Consistent ColumnTransformer for intersecting lists of columns

Asked 5/6, 2020 at 22:54 Answered 29/5 at 11:49

python pandas scikit-learn scipy sklearn-pandas

I want to use sklearn.compose.ColumnTransformer consistently (not parallel, so, the second transformer should be executed only after the first) for intersecting lists of columns in this way:

log_transformer = p.FunctionTransformer(lambda x: np.log(x))
df = pd.DataFrame({'a': [1,2, np.NaN, 4], 'b': [1,np.NaN, 3, 4], 'c': [1 ,2, 3, 4]})
compose.ColumnTransformer(n_jobs=1,
                         transformers=[
                             ('num', impute.SimpleImputer() , ['a', 'b']),
                             ('log', log_transformer, ['b', 'c']),
                             ('scale', p.StandardScaler(), ['a', 'b', 'c'])
                         ]).fit_transform(df)
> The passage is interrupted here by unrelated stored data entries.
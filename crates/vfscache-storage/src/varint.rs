//! Compact integer and string encodings used inside the cache files
//!
//! ```text
//! INT:  b0 < 192            -> value = b0
//!       b0 >= 192           -> value = (b0 - 192) | b1<<6 | b2<<13 | b3<<20 | b4<<27
//!                              bi has bit 7 set while more bytes follow
//! UTF:  n != 0xFF           -> n ASCII bytes follow
//!       n == 0xFF           -> u16 BE length, then that many UTF-8 bytes
//! ```
//!
//! Negative `i32` values are written as their two's complement bit pattern,
//! so the same INT encoding carries signed deltas.

use bytes::{Buf, BufMut};
use vfscache_common::{Error, Result};

/// First-byte values below this are the value itself
const INLINE_LIMIT: u8 = 192;

/// Shift of the last continuation byte an `i32` can need
const MAX_SHIFT: u32 = 27;

/// Marker byte for the long string form
const LONG_UTF_MARKER: u8 = 0xFF;

fn next_byte(buf: &mut impl Buf, what: &str) -> Result<u8> {
    if !buf.has_remaining() {
        return Err(Error::corrupt(format!("truncated {what}")));
    }
    Ok(buf.get_u8())
}

/// Read one INT-encoded value
pub fn read_int(buf: &mut impl Buf) -> Result<i32> {
    let first = next_byte(buf, "varint")?;
    if first < INLINE_LIMIT {
        return Ok(i32::from(first));
    }

    let mut value = u32::from(first - INLINE_LIMIT);
    let mut shift = 6;
    loop {
        let next = next_byte(buf, "varint")?;
        value |= u32::from(next & 0x7F) << shift;
        if next & 0x80 == 0 {
            return Ok(value as i32);
        }
        if shift >= MAX_SHIFT {
            return Err(Error::corrupt("varint longer than 32 bits"));
        }
        shift += 7;
    }
}

/// Write one INT-encoded value
pub fn write_int(buf: &mut impl BufMut, value: i32) {
    if (0..i32::from(INLINE_LIMIT)).contains(&value) {
        buf.put_u8(value as u8);
        return;
    }

    let mut bits = value as u32;
    buf.put_u8(INLINE_LIMIT + (bits & 0x3F) as u8);
    bits >>= 6;
    while bits >= 0x80 {
        buf.put_u8((bits & 0x7F) as u8 | 0x80);
        bits >>= 7;
    }
    buf.put_u8(bits as u8);
}

/// Read one length-prefixed string
pub fn read_utf(buf: &mut impl Buf) -> Result<String> {
    let first = next_byte(buf, "string length")?;
    let len = if first == LONG_UTF_MARKER {
        if buf.remaining() < 2 {
            return Err(Error::corrupt("truncated string length"));
        }
        usize::from(buf.get_u16())
    } else {
        usize::from(first)
    };

    if buf.remaining() < len {
        return Err(Error::corrupt(format!(
            "string of {len} bytes overruns {} remaining",
            buf.remaining()
        )));
    }
    let mut bytes = vec![0u8; len];
    buf.copy_to_slice(&mut bytes);
    String::from_utf8(bytes).map_err(|e| Error::corrupt(format!("invalid UTF-8 in string: {e}")))
}

/// Write one length-prefixed string
///
/// Strings longer than `u16::MAX` bytes cannot be represented and are truncated
/// at the last character boundary that fits.
pub fn write_utf(buf: &mut impl BufMut, value: &str) {
    if value.is_ascii() && value.len() < usize::from(LONG_UTF_MARKER) {
        buf.put_u8(value.len() as u8);
        buf.put_slice(value.as_bytes());
        return;
    }

    let mut end = value.len().min(usize::from(u16::MAX));
    while !value.is_char_boundary(end) {
        end -= 1;
    }
    buf.put_u8(LONG_UTF_MARKER);
    buf.put_u16(end as u16);
    buf.put_slice(&value.as_bytes()[..end]);
}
So, I want to use SimpleImputer for 'a', 'b', then log for 'b', 'c', and then StandardScaler for 'a', 'b', 'c'.

But:

I get array of (4, 7) shape.
I still get Nan in a and b columns.

So, how can I use ColumnTransformer for different columns in the manner of Pipeline?

UPD:

pipe_1 = pipeline.Pipeline(steps=[
    ('imp', impute.SimpleImputer(strategy='constant', fill_value=42)),
])

pipe_2 = pipeline.Pipeline(steps=[
    ('imp', impute.SimpleImputer(strategy='constant', fill_value=24)),
])

pipe_3 = pipeline.Pipeline(steps=[
    ('scl', p.StandardScaler()),
])

# in the real situation I don't know exactly what cols these arrays contain, so they are not static: 
cols_1 = ['a']
cols_2 = ['b']
cols_3 = ['a', 'b', 'c']

proc = compose.ColumnTransformer(remainder='passthrough', transformers=[
    ('1', pipe_1, cols_1),
    ('2', pipe_2, cols_2),
    ('3', pipe_3, cols_3),
])
proc.fit_transform(df).T

Output:

array([[ 1.        ,  2.        , 42.        ,  4.        ],
       [ 1.        , 24.        ,  3.        ,  4.        ],
       [-1.06904497, -0.26726124,         nan,  1.33630621],
       [-1.33630621,         nan,  0.26726124,  1.06904497],
       [-1.34164079, -0.4472136 ,  0.4472136 ,  1.34164079]])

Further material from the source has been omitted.